What is required: Give back, exactly and with nothing added, the lines that run from the one containing "IPv4. An authority" to the final line below.
^^^^^^^^^^^^^^^^
use crate::{DomainName, Message, NameServer, RecordData};
use std::collections::HashMap;
use std::net::Ipv4Addr;

/// Nameservers a non-authoritative response delegates to.
#[derive(Debug, Clone, Default, PartialEq, Eq)]
pub struct Referral {
    /// Owner of the NS records. When several are present the last one wins.
    pub zone: Option<DomainName>,

    /// Delegated nameservers in authority-section order, each paired with
    /// its glue address when the additional section carried one.
    pub nameservers: Vec<NameServer>,
}

impl Referral {
    pub fn is_empty(&self) -> bool {
        self.nameservers.is_empty()
    }

    pub fn zone_display(&self) -> String {
        self.zone
            .as_ref()
            .map(|zone| zone.to_string())
            .unwrap_or_else(|| "(unknown domain)".to_string())
    }
}

/// Reads the delegation out of a response.
///
/// Only A records in the additional section count as glue; AAAA glue is
/// skipped because queries are only ever sent over IPv4. An authority
/// section without NS records yields an empty referral.
pub fn extract_referral(message: &Message) -> Referral {
    let mut zone = None;
    let mut names = Vec::new();

    for record in &message.authorities {
        if let Some(nameserver) = record.ns_name() {
            zone = Some(record.name.clone());
            names.push(nameserver.clone());
        }
    }

    let mut glue: HashMap<&DomainName, Ipv4Addr> = HashMap::new();
    for record in &message.additionals {
        if let RecordData::A(ip) = record.data {
            glue.entry(&record.name).or_insert(ip);
        }
    }

    let nameservers = names
        .into_iter()
        .map(|name| match glue.get(&name) {
            Some(ip) => NameServer::new(name, *ip),
            None => NameServer::unresolved(name),
        })
        .collect();

    Referral { zone, nameservers }
}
^^^^^^^^^^^^^^^^
Your response:
/// skipped because queries are only ever sent over IPv4. An authority
/// section without NS records yields an empty referral.
pub fn extract_referral(message: &Message) -> Referral {
    let mut zone = None;
    let mut names = Vec::new();

    for record in &message.authorities {
        if let Some(nameserver) = record.ns_name() {
            zone = Some(record.name.clone());
            names.push(nameserver.clone());
        }
    }

    let mut glue: HashMap<&DomainName, Ipv4Addr> = HashMap::new();
    for record in &message.additionals {
        if let RecordData::A(ip) = record.data {
            glue.entry(&record.name).or_insert(ip);
        }
    }

    let nameservers = names
        .into_iter()
        .map(|name| match glue.get(&name) {
            Some(ip) => NameServer::new(name, *ip),
            None => NameServer::unresolved(name),
        })
        .collect();

    Referral { zone, nameservers }
}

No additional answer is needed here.